The thought of the whispers and gossip made her sit up and smooth the skirt of her dance dress, the first she had ever owned. It was rose-pink silk, made up for her by Myrtle’s tailor from a pattern in
The Colonial Lady’s Fashion Companion
, and she was wearing it tonight with a corsage and a pair of long white gloves borrowed from Myrtle. Myrtle had also rolled up her hair for her, dabbed French perfume behind her ears, and even applied some makeup.
When she had finished, Myrtle had stood back to admire her handiwork. ‘Nerys Watkins, you have a mouth like a film star,’ she proclaimed. ‘If I were a man, I’d want to join the queue to kiss it.’
‘
What?
’ Nerys examined her own barely recognisable reflection.

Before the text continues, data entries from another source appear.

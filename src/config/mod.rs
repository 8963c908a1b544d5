mod settings;

pub use settings::{
    ConnectivitySettings, LoggingSettings, QueueSettings, ReplaySettings, Settings,
    DATA_DIR_ENV, GC_KEEP_LINES_ENV, MAX_BYTES_ENV, QUEUE_FILE_NAME,
};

Myrtle snapped open her beaded evening bag and stowed away her gold cigarette case and lighter. ‘I said
if
, darling. I’m not that way, not even at my hideous boarding school, where such behaviour was not unknown, believe me. But if we all have to do without our men for much longer, who knows?’
Smiling at the memory of this exchange, which until recently would have seemed deeply shocking, Nerys glanced round for her friend. Myrtle was in dull-gold satin, exotic among her powdery British compatriots because of her short black hair and scarlet lips. Naturally enough she was at the animated centre of a circle of interested men, but Nerys would have wagered her grandparents’ legacy – or what was left of it, after she had made the substantial payment to the tailor – that Archie McMinn had nothing to worry about.

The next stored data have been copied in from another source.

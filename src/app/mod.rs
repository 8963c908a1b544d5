//! Wiring of queue, watcher and replay into one service handle.

use std::sync::Arc;

use crate::config::Settings;
use crate::connectivity::{ConnectivityEvent, ConnectivityWatcher, HttpProbe, WatcherConfig};
use crate::error::Result;
use crate::queue::{FileQueue, QueueRecord};
use crate::replay::{HttpReplayer, RecordReplayer, ReplayCoordinator, ReplayReport};

#[derive(Clone)]
pub struct OfflineSync {
    pub settings: Arc<Settings>,
    pub queue: Arc<FileQueue>,
    pub watcher: Arc<ConnectivityWatcher>,
    pub coordinator: Option<Arc<ReplayCoordinator>>,
}

impl OfflineSync {
    /// Build from settings; replay is wired only when `replay.endpoint` is set
    pub fn from_settings(settings: Settings) -> Result<Self> {
        let replayer = HttpReplayer::from_settings(&settings.replay)?
            .map(|r| Arc::new(r) as Arc<dyn RecordReplayer>);
        Self::build(settings, replayer)
    }

    /// Build with a caller-supplied replayer instead of the HTTP one
    pub fn with_replayer(settings: Settings, replayer: Arc<dyn RecordReplayer>) -> Result<Self> {
        Self::build(settings, Some(replayer))
    }

    fn build(settings: Settings, replayer: Option<Arc<dyn RecordReplayer>>) -> Result<Self> {
        let queue = Arc::new(FileQueue::from_settings(&settings.queue));
        let probe = Arc::new(HttpProbe::from_settings(&settings.connectivity)?);
        tracing::info!(
            queue = %queue.path().display(),
            probe = %probe.url(),
            "Offline sync components created"
        );

        let queue_path = queue.path().display().to_string();
        let watcher = ConnectivityWatcher::new(probe, WatcherConfig::from(&settings.connectivity))
            .with_notifier(move |event| match event {
                ConnectivityEvent::Offline => {
                    tracing::info!(queue = %queue_path, "Writes will be buffered until the backend returns")
                }
                ConnectivityEvent::Online => {
                    tracing::info!(queue = %queue_path, "Buffered writes eligible for replay")
                }
            });

        let coordinator = replayer.map(|replayer| {
            let coordinator = Arc::new(ReplayCoordinator::new(queue.clone(), replayer));
            watcher.register_callback(coordinator.clone().into_callback());
            coordinator
        });
        if coordinator.is_none() {
            tracing::warn!("No replay endpoint configured, buffered records will not be replayed");
        }

        Ok(Self {
            settings: Arc::new(settings),
            queue,
            watcher: Arc::new(watcher),
            coordinator,
        })
    }

    pub async fn start(&self) {
        let pending = self.queue.size().await;
        tracing::info!(pending_bytes = pending, "Starting connectivity watcher");
        self.watcher.start();
    }

    /// Buffer a write for later replay
    pub async fn enqueue(&self, record: &QueueRecord) -> Result<()> {
        self.queue.push(record).await?;
        tracing::debug!(
            online = ?self.watcher.is_online(),
            pending_bytes = self.queue.size().await,
            "Write buffered"
        );
        Ok(())
    }

    /// Stop the watcher, then make one last replay attempt if the backend is reachable.
    ///
    /// Returns `None` when no final replay ran.
    pub async fn shutdown(&self) -> Result<Option<ReplayReport>> {
        self.watcher.stop().await;

        let Some(coordinator) = &self.coordinator else {
            return Ok(None);
        };
        if self.watcher.is_online() != Some(true) {
            tracing::info!("Backend not reachable, leaving records queued");
            return Ok(None);
        }

        let report = coordinator.replay_pending().await?;
        Ok(Some(report))
    }
}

Rubicund Mr Fanshawe now foxtrotted past, steering a plump woman decked in dowager’s purple. Nerys wasn’t nearly high up enough in the pecking order to be honoured with a dance herself, but the Resident had greeted her cordially at the reception before dinner. ‘Mrs Watkins, welcome to Srinagar. Is Mrs McMinn looking after you? Will your husband be joining us soon?’
She had explained that Evan was still very busy with outreach work in Kargil, but that he hoped to reach Kashmir in good time before the winter closed in. As she said this, she heard the warning of the cold wind, sharp with ice, that rattled the branches of the chinar trees in the Mogul gardens.
‘I’ll look forward to meeting him,’ the Resident said, in his polished way, and the line of guests shuffled forward.
Nerys studied the pearl buttons at the wrist of her glove. What would Evan think if he could see her now, dressed up and lipsticked, slightly dizzy and fond with the Residency’s fruit punch?
She told herself that, as he wasn’t here, it really didn’t matter what he might or might not think.
The gold chair directly in front of her was twirled aside. ‘Good evening, Mrs Watkins,’ a voice said. ‘Our acquaintance did begin in an unorthodox manner, but maybe you will overlook that.’
She looked up to see tawny hair and a wide smile. ‘Good evening, Mr Stamm,’ she rejoined.
He didn’t wear patent-leather dancing pumps, like the other male guests, but a pair of serviceable black oxfords lightly rimmed with riverbank mud. The rest of his evening clothes were unremarkable, except that they were unbrushed, but still he seemed more notable than any other man in the room, including the maharajah.